--- Material to process ---

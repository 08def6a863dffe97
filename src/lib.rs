//! opcli - A typed Rust client for the 1Password command-line tool.
//!
//! # Architecture
//!
//! ```text
//! src/
//! ├── cli/              # Command-line interface
//! │   ├── commands      # Subcommand handlers
//! │   └── output        # Terminal output helpers
//! └── core/             # Core library components
//!     ├── locate        # Find the op binary
//!     ├── command       # Argument lists and stdin payloads
//!     ├── exec          # Run op with timeouts and piped stdio
//!     ├── client        # Shared client handle and auth state
//!     ├── session       # Sign-in flows and account lookup
//!     ├── decode        # JSON decoding and client back-references
//!     ├── config        # opcli.toml
//!     └── domain/       # Vaults, items, users, groups, permissions
//! ```
//!
//! # Example
//!
//! ```no_run
//! use opcli::Client;
//!
//! # fn main() -> opcli::Result<()> {
//! let client = Client::new()?;
//! let account = client.resolve_account("me@example.com")?;
//! client.sign_in(account)?;
//!
//! for vault in client.list_vaults()? {
//!     println!("{} ({} items)", vault.name, vault.items);
//! }
//! # Ok(())
//! # }
//! ```

pub mod cli;
pub mod core;
pub mod error;

pub use crate::core::account::Account;
pub use crate::core::client::{Client, ClientBuilder};
pub use crate::core::command::{Command, Mode};
pub use crate::core::config::Config;
pub use crate::core::domain::{
    Category, Field, FieldPurpose, FieldType, Group, GroupRole, Item, ItemUrl, Permission,
    RateLimit, Section, User, Vault, VaultIcon,
};
pub use crate::core::prompt::{PasswordPrompt, StaticPrompt, TerminalPrompt};
pub use crate::error::{Error, Result};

---

▶ **Assignment**
Nothing is to be left out, and every entry is to be transcribed exactly.

▶ **Exercise solution**
repository 08def6a863dffe97
filename src/lib.rs
//! opcli - A typed Rust client for the 1Password command-line tool.
//!
//! # Architecture
//!
//! ```text
//! src/
//! ├── cli/              # Command-line interface
//! │   ├── commands      # Subcommand handlers
//! │   └── output        # Terminal output helpers
//! └── core/             # Core library components
//!     ├── locate        # Find the op binary
//!     ├── command       # Argument lists and stdin payloads
//!     ├── exec          # Run op with timeouts and piped stdio
//!     ├── client        # Shared client handle and auth state
//!     ├── session       # Sign-in flows and account lookup
//!     ├── decode        # JSON decoding and client back-references
//!     ├── config        # opcli.toml
//!     └── domain/       # Vaults, items, users, groups, permissions
//! ```
//!
//! # Example
//!
//! ```no_run
//! use opcli::Client;
//!
//! # fn main() -> opcli::Result<()> {
//! let client = Client::new()?;
//! let account = client.resolve_account("me@example.com")?;
//! client.sign_in(account)?;
//!
//! for vault in client.list_vaults()? {
//!     println!("{} ({} items)", vault.name, vault.items);
//! }
//! # Ok(())
//! # }
//! ```

pub mod cli;
pub mod core;
pub mod error;

pub use crate::core::account::Account;
pub use crate::core::client::{Client, ClientBuilder};
pub use crate::core::command::{Command, Mode};
pub use crate::core::config::Config;
pub use crate::core::domain::{
    Category, Field, FieldPurpose, FieldType, Group, GroupRole, Item, ItemUrl, Permission,
    RateLimit, Section, User, Vault, VaultIcon,
};
pub use crate::core::prompt::{PasswordPrompt, StaticPrompt, TerminalPrompt};
pub use crate::error::{Error, Result};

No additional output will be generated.